Ana Jara, ministra de Trabajo, no pudo evitar meterse en el tema y, pisando los terrenos de Carmen Omonte, ministra de la Mujer, se manifestó rauda e inopinadamente respecto al acoso sexual en el transporte masivo que ha adquirido notoriedad en los últimos días.
Además de sugerir la autodefensa (tijeras, clavos y agujas ¿?), la ministra Jara no tuvo mejor idea que sugerir la segregación por géneros del transporte masivo, de tal suerte que algunas unidades sean exclusivas para el servicio de las mujeres y otras tantas para los hombres.

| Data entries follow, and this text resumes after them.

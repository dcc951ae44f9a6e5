//! End-to-end tests of the HTTP gateway with in-memory source adapters.

use async_trait::async_trait;
use serde_json::{json, Value};
use std::sync::atomic::{AtomicUsize, Ordering};
use std::sync::Arc;

use query_gateway::cache::{CacheSettings, ResultCache};
use query_gateway::error::{AdapterError, AdapterResult};
use query_gateway::models::{Query, SearchItem, SourceTag};
use query_gateway::orchestrator::Orchestrator;
use query_gateway::server;
use query_gateway::traits::{AnswerAdapter, SearchAdapter};

// ─── Fakes ──────────────────────────────────────────────────────────

/// Answers only the queries it knows, counting every call.
struct ScriptedSearch {
    name: &'static str,
    hits: Vec<(&'static str, Vec<SearchItem>)>,
    fail: bool,
    calls: Arc<AtomicUsize>,
}

#[async_trait]
impl SearchAdapter for ScriptedSearch {
    fn name(&self) -> &str {
        self.name
    }

    async fn resolve(&self, query: &Query, _ctx: &[SearchItem]) -> AdapterResult<Vec<SearchItem>> {
        self.calls.fetch_add(1, Ordering::SeqCst);
        if self.fail {
            return Err(AdapterError::not_configured(self.name, "GOOGLE_API_KEY not set"));
        }
        Ok(self
            .hits
            .iter()
            .find(|(q, _)| *q == query.as_str())
            .map(|(_, items)| items.clone())
            .unwrap_or_default())
    }
}

struct ScriptedModel {
    fail: bool,
    calls: Arc<AtomicUsize>,
}

#[async_trait]
impl AnswerAdapter for ScriptedModel {
    fn name(&self) -> &str {
        "openai"
    }

    async fn resolve(&self, query: &Query, ctx: &[SearchItem]) -> AdapterResult<String> {
        self.calls.fetch_add(1, Ordering::SeqCst);
        if self.fail {
            return Err(AdapterError::unavailable("openai", "HTTP 503: overloaded"));
        }
        if query.as_str() == "xyz123nonsense" {
            return Ok("I don't have information on that.".to_string());
        }
        Ok(format!("answer to '{}' with {} context items", query, ctx.len()))
    }
}

struct Counters {
    primary: Arc<AtomicUsize>,
    web: Arc<AtomicUsize>,
    model: Arc<AtomicUsize>,
}

fn paris() -> SearchItem {
    SearchItem {
        title: "Paris".into(),
        snippet: "Paris is the capital and most populous city of France.".into(),
        link: "https://en.wikipedia.org/wiki/Paris".into(),
        source: SourceTag::Web,
    }
}

fn office_hours() -> SearchItem {
    SearchItem {
        title: "Office hours".into(),
        snippet: "Open weekdays 9:00-17:00.".into(),
        link: "https://intranet.example.org/hours".into(),
        source: SourceTag::Primary,
    }
}

fn build(web_fails: bool, model_fails: bool) -> (Arc<Orchestrator>, Counters) {
    let counters = Counters {
        primary: Arc::new(AtomicUsize::new(0)),
        web: Arc::new(AtomicUsize::new(0)),
        model: Arc::new(AtomicUsize::new(0)),
    };
    let orchestrator = Orchestrator::new(
        Arc::new(ResultCache::new(CacheSettings::default())),
        Box::new(ScriptedSearch {
            name: "local",
            hits: vec![("office hours", vec![office_hours()])],
            fail: false,
            calls: counters.primary.clone(),
        }),
        Box::new(ScriptedSearch {
            name: "google",
            hits: vec![("capital of France", vec![paris()])],
            fail: web_fails,
            calls: counters.web.clone(),
        }),
        Box::new(ScriptedModel {
            fail: model_fails,
            calls: counters.model.clone(),
        }),
    );
    (Arc::new(orchestrator), counters)
}

// ─── Helpers ────────────────────────────────────────────────────────

fn find_free_port() -> u16 {
    let listener = std::net::TcpListener::bind("127.0.0.1:0").unwrap();
    listener.local_addr().unwrap().port()
}

async fn wait_for_server(port: u16) {
    let client = reqwest::Client::new();
    let url = format!("http://127.0.0.1:{}/health", port);
    for _ in 0..50 {
        tokio::time::sleep(std::time::Duration::from_millis(100)).await;
        if let Ok(resp) = client.get(&url).send().await {
            if resp.status().is_success() {
                return;
            }
        }
    }
    panic!("Server did not become ready within 5 seconds");
}

async fn start(orchestrator: Arc<Orchestrator>) -> String {
    let port = find_free_port();
    let bind = format!("127.0.0.1:{}", port);
    tokio::spawn(async move {
        server::serve(&bind, orchestrator).await.unwrap();
    });
    wait_for_server(port).await;
    format!("http://127.0.0.1:{}", port)
}

async fn get_json(url: &str) -> (u16, Value) {
    let resp = reqwest::get(url).await.unwrap();
    let status = resp.status().as_u16();
    (status, resp.json().await.unwrap())
}

// ─── Tests ──────────────────────────────────────────────────────────

#[tokio::test]
async fn test_health() {
    let (orchestrator, _) = build(false, false);
    let base = start(orchestrator).await;

    let (status, body) = get_json(&format!("{}/health", base)).await;
    assert_eq!(status, 200);
    assert_eq!(body["status"], "ok");
    assert!(body["ts"].as_i64().unwrap() > 0);
}

#[tokio::test]
async fn test_search_primary_short_circuits() {
    let (orchestrator, counters) = build(false, false);
    let base = start(orchestrator).await;

    let (status, body) = get_json(&format!("{}/search?q=office%20hours", base)).await;
    assert_eq!(status, 200);
    assert_eq!(body["source"], "primary");
    assert_eq!(body["results"][0]["title"], "Office hours");
    assert_eq!(counters.web.load(Ordering::SeqCst), 0);
    assert_eq!(counters.model.load(Ordering::SeqCst), 0);
}

#[tokio::test]
async fn test_search_web_then_cached() {
    let (orchestrator, counters) = build(false, false);
    let base = start(orchestrator).await;
    let url = format!("{}/search?q=capital%20of%20France", base);

    let (status, first) = get_json(&url).await;
    assert_eq!(status, 200);
    assert_eq!(first["source"], "web");
    assert_eq!(first["results"].as_array().unwrap().len(), 1);
    assert_eq!(first["results"][0]["title"], "Paris");
    assert_eq!(first["results"][0]["source"], "web");
    assert!(first.get("cached").is_none());

    let (status, second) = get_json(&url).await;
    assert_eq!(status, 200);
    assert_eq!(second["cached"], true);
    assert_eq!(second["results"], first["results"]);
    assert_eq!(counters.web.load(Ordering::SeqCst), 1);

    let (_, stats) = get_json(&format!("{}/cache/stats", base)).await;
    assert_eq!(stats["hits"], 1);
    assert_eq!(stats["entries"], 1);
}

#[tokio::test]
async fn test_search_generative_fallback() {
    let (orchestrator, _) = build(false, false);
    let base = start(orchestrator).await;

    let (status, body) = get_json(&format!("{}/search?q=xyz123nonsense", base)).await;
    assert_eq!(status, 200);
    assert_eq!(body["source"], "openai");
    assert_eq!(body["answer"], "I don't have information on that.");
}

#[tokio::test]
async fn test_search_absorbs_web_failure() {
    let (orchestrator, counters) = build(true, false);
    let base = start(orchestrator).await;

    let (status, body) = get_json(&format!("{}/search?q=capital%20of%20France", base)).await;
    assert_eq!(status, 200);
    assert_eq!(body["source"], "openai");
    assert_eq!(
        body["answer"],
        "answer to 'capital of France' with 0 context items"
    );
    assert_eq!(counters.web.load(Ordering::SeqCst), 1);
}

#[tokio::test]
async fn test_search_terminal_failure_is_500() {
    let (orchestrator, _) = build(true, true);
    let base = start(orchestrator).await;

    let (status, body) = get_json(&format!("{}/search?q=anything", base)).await;
    assert_eq!(status, 500);
    let message = body["error"].as_str().unwrap();
    assert!(message.contains("all sources exhausted"));
    // The absorbed web failure is not exposed.
    assert!(!message.contains("GOOGLE_API_KEY"));

    let (_, stats) = get_json(&format!("{}/cache/stats", base)).await;
    assert_eq!(stats["entries"], 0);
}

#[tokio::test]
async fn test_search_rejects_missing_or_blank_query() {
    let (orchestrator, counters) = build(false, false);
    let base = start(orchestrator).await;

    let (status, body) = get_json(&format!("{}/search", base)).await;
    assert_eq!(status, 400);
    assert!(body["error"].as_str().is_some());

    let (status, _) = get_json(&format!("{}/search?q=%20%20", base)).await;
    assert_eq!(status, 400);
    assert_eq!(counters.primary.load(Ordering::SeqCst), 0);
}

#[tokio::test]
async fn test_ai_direct() {
    let (orchestrator, counters) = build(false, false);
    let base = start(orchestrator).await;
    let client = reqwest::Client::new();

    let resp = client
        .post(format!("{}/ai", base))
        .json(&json!({ "prompt": "say hi" }))
        .send()
        .await
        .unwrap();
    assert_eq!(resp.status().as_u16(), 200);
    let body: Value = resp.json().await.unwrap();
    assert_eq!(body["assistant"], "I");
    assert_eq!(body["reply"], "answer to 'say hi' with 0 context items");
    assert_eq!(counters.primary.load(Ordering::SeqCst), 0);
    assert_eq!(counters.web.load(Ordering::SeqCst), 0);
}

#[tokio::test]
async fn test_ai_rejects_missing_prompt() {
    let (orchestrator, counters) = build(false, false);
    let base = start(orchestrator).await;
    let client = reqwest::Client::new();

    let resp = client
        .post(format!("{}/ai", base))
        .json(&json!({}))
        .send()
        .await
        .unwrap();
    assert_eq!(resp.status().as_u16(), 400);

    let resp = client
        .post(format!("{}/ai", base))
        .body("not json")
        .send()
        .await
        .unwrap();
    assert_eq!(resp.status().as_u16(), 400);
    assert_eq!(counters.model.load(Ordering::SeqCst), 0);
}

#[tokio::test]
async fn test_ai_failure_is_500() {
    let (orchestrator, _) = build(false, true);
    let base = start(orchestrator).await;
    let client = reqwest::Client::new();

    let resp = client
        .post(format!("{}/ai", base))
        .json(&json!({ "prompt": "say hi" }))
        .send()
        .await
        .unwrap();
    assert_eq!(resp.status().as_u16(), 500);
    let body: Value = resp.json().await.unwrap();
    assert!(body["error"].as_str().unwrap().contains("503"));
}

Tan peregrina idea no pasaría de ser un dislate de jocosa consecuencia si no fuera porque la autoridad del transporte masivo ha anunciado estudiar seriamente esta discutible iniciativa. Además de lo retrógrado y subliminalmente sexista de la propuesta, sería inviable y de nula practicidad. Lo peor del caso es que con ello poco favor se le haría a sus presuntas destinatarias, las mujeres, y no se evitaría trasladar el acoso sexual hacia otros terrenos, escenarios y momentos.
Para empezar, no todo el transporte masivo podría ser segregado, solo el que puede ser controlado, por lo que el de las combis y buses sin control estarían fuera de la segregación, con lo cual subsistiría el problema de fondo. ¿Cuántas unidades habría que separar? En principio, 50%-50%. Pero ello no evitaría ver, en algunos momentos, colas de varones pugnando por un sitio en la unidad designada para ellos, y buses con mujeres sin su plena capacidad. O viceversa. El resultado sería un fiasco económico.
Los viajes de las familias y de las parejas estarían proscritos, ya que los padres serían separados de las madres, los esposos de las esposas, los novios de las novias, los hermanos de las hermanas y los amigos de las amigas. ¿Y los hijos con quién viajarían? Los padres varones estarían prohibidos de viajar con sus hijas mujeres, ya que serían separados en el uso del servicio. Al final, las hijas estarían más desprotegidas que protegidas. El manejo logístico, administrativo y operacional de tamaño desaguisado sería de tal magnitud que el folclórico remedio sería largamente superado por la penosa enfermedad, y las destinatarias de una protección estatal quedarían más expuestas, con un peor servicio, encarecido e inviable.
Como consecuencia de la Guerra Civil (1861-1865) se abolió la esclavitud en Estados Unidos. Treinta y un años después la abolición fue mediatizada y la segregación racial norteamericana fue legalizada por su Suprema Corte al sentenciar el tristemente célebre Caso Plessy vs. Ferguson (1896) con el cual –pretendiendo proteger a las personas de color– se escondió una grosera discriminación consagrando la doctrina “iguales pero separados”. Se dijo entonces que si bien la Constitución norteamericana consagraba la igualdad de las personas, ello no significaba que “los iguales” estuvieran obligados a caminar, comer, educarse, sanarse o transportarse juntos. Entonces, la gente fue segregada por su color. Tenían acceso a los mismos servicios y derechos, pero los blancos entre blancos y los afrodescendientes entre sus iguales.
Más de un siglo después, similar fórmula pretende ser la solución para el acoso sexual que injustificadamente sufren las mujeres, en particular en el transporte masivo. No parece que conozcamos algo de historia. Mucho peor: no parece que en pleno siglo XXI hayamos aprendido de ella.